At Action on Poverty we want to see a world where every person is empowered to reach their full potential. An area that seems to have challenged development practice is the need for gender equality, Sustainable Development Goal 5 is committed to this cause. While a record 143 countries guaranteed equality between women and men in their Constitutions by 2014, another 52 had not taken this step. In many nations, gender discrimination is still woven through legal and social norms. Women are then left excluded because they are seen as the inferior gender.
Our work celebrates women and gives opportunities for them to strive in a world where they are often discriminated against. We have identified a strong correlation between women’s ability to earn, their household power, and levels of empowerment. With International Women’s day coming up, are taking the time to highlight this synergy and how our projects serve to empower women.
Our core focus at Action on Poverty is to enhance the livelihoods and working opportunities of people living in some of the poorest regions across the globe.
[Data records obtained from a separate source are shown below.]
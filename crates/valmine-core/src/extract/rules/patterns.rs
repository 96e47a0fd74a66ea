//! Common regex patterns shared by the rule modules.
//!
//! Field cascades are configuration data and compile at resolution time;
//! the constants here are the fixed patterns behind the normalizers and
//! the signature-block scan.

use lazy_static::lazy_static;
use regex::Regex;

lazy_static! {
    // Currency tokens (Kenyan shilling spellings)
    pub static ref CURRENCY_TOKEN: Regex = Regex::new(
        r"(?i)k\.?\s*shs?\.?|\bkes\b"
    ).unwrap();

    // OCR renders the shilling suffix "/=" with stray spacing
    pub static ref SLASH_EQUALS: Regex = Regex::new(
        r"/\s*="
    ).unwrap();

    // Ordinal suffix directly after a day number
    pub static ref ORDINAL_AFTER_DIGIT: Regex = Regex::new(
        r"(?i)(\d)(?:st|nd|rd|th)\b"
    ).unwrap();

    // Date shapes, in the order the fuzzy search tries them.
    // Textual day-month-year tolerates garbled ordinal suffixes
    // ("17% April 2025", "17º April 2025").
    pub static ref DATE_NUMERIC_YMD: Regex = Regex::new(
        r"\b(\d{4})[./\-](\d{1,2})[./\-](\d{1,2})\b"
    ).unwrap();

    pub static ref DATE_TEXTUAL_DMY: Regex = Regex::new(
        r"(?i)\b(\d{1,2}\s*(?:st|nd|rd|th|%|º|o)?\s*[,\s\-/.]?\s*[A-Za-z]{3,9}\s*[,\s\-/.]?\s*\d{4})\b"
    ).unwrap();

    pub static ref DATE_NUMERIC_DMY: Regex = Regex::new(
        r"\b(\d{1,2})[./\-](\d{1,2})[./\-](\d{2,4})\b"
    ).unwrap();

    pub static ref DATE_TEXTUAL_MDY: Regex = Regex::new(
        r"(?i)\b([A-Za-z]{3,9}\s*\d{1,2}[,\s\-/.]?\s*\d{4})\b"
    ).unwrap();

    // Any date-shaped token inside a signature window line
    pub static ref SIGNATURE_DATE_TOKEN: Regex = Regex::new(
        r"(?i)\b\d{1,2}\s*(?:st|nd|rd|th|%|º)?\s*[A-Za-z]{3,9},?\s*\d{4}\b|\b\d{1,2}[./\-]\d{1,2}[./\-]\d{2,4}\b|\b\d{4}[/\-]\d{1,2}[/\-]\d{1,2}\b"
    ).unwrap();

    // A line holding nothing but a "Date" label
    pub static ref DATE_LABEL_LINE: Regex = Regex::new(
        r"(?i)^\s*date\s*[:.\-]?\s*$"
    ).unwrap();

    pub static ref DATE_INLINE_LABEL: Regex = Regex::new(
        r"(?i)\bdate\s*[:\-]\s*(.+)$"
    ).unwrap();

    // Adjacent signed decimal-degree pair: -1.30969, 36.92089
    pub static ref DECIMAL_COORD_PAIR: Regex = Regex::new(
        r"(-?\d{1,3}\.\d+)\s*[,;\s]\s*(-?\d{1,3}\.\d+)"
    ).unwrap();

    // Combined two-axis DMS expression: 1°18'34.9"S 36°55'11.3"E
    pub static ref DMS_PAIR: Regex = Regex::new(
        r#"(?is)(\d{1,3})[°\s]\s*(\d{1,2})['\s]?\s*([\d.]+)"?\s*([NS])?.*?(\d{1,3})[°\s]\s*(\d{1,2})['\s]?\s*([\d.]+)"?\s*([EW])?"#
    ).unwrap();

    // Area magnitudes with their unit spellings
    pub static ref HECTARES: Regex = Regex::new(
        r"(?i)([\d,]*\.?\d+)\s*(?:hectares?|ha)\b"
    ).unwrap();

    pub static ref ACRES: Regex = Regex::new(
        r"(?i)([\d,]*\.?\d+)\s*acres?\b"
    ).unwrap();

    pub static ref BUILT_UP_SQM: Regex = Regex::new(
        r"(?i)(?:gross\s+plinth\s+area|built[\s\-]?up\s+area)[^\d\n\r]{0,40}([\d,]*\.?\d+)\s*(?:square\s*met(?:er|re)s?|sq\.?\s*m\b)"
    ).unwrap();

    pub static ref BUILT_UP_SQFT: Regex = Regex::new(
        r"(?i)(?:gross\s+plinth\s+area|built[\s\-]?up\s+area)[^\d\n\r]{0,40}([\d,]*\.?\d+)\s*(?:square\s*feet|sq\.?\s*ft)"
    ).unwrap();

    pub static ref SQFT_BARE: Regex = Regex::new(
        r"(?i)(\d[\d,]{2,})\s*(?:sq\.?\s*ft|square\s*feet)"
    ).unwrap();
}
We have found that creating opportunities for women to gain income can have a great impact on their levels of empowerment.
Our projects have allowed women to gain income, grow their businesses and access greater resources. Earning an income provides much more than financial relief to women, it allows them to contribute to their homes. This is something that they say has allowed them to gain more bargaining power within their households. It has the potential to balance the division of labour within a household, as women are now able to able to work and contribute financially.
One of our projects in Sierra Leone with our partner MAPCO offers beneficiaries human rights education in addition to improving their incomes. We work in some of the most remote communities to build capacity and create opportunities. Informative training and workshops are held to provide both men and women with information on their rights, entitlements and how to access them. Women were particularly grateful for education on equality and inheritance rights. Prior to this, many widows were being cheated out of their land, now, armed with the knowledge gained in these workshops women feel more empowered to stand up against these actions.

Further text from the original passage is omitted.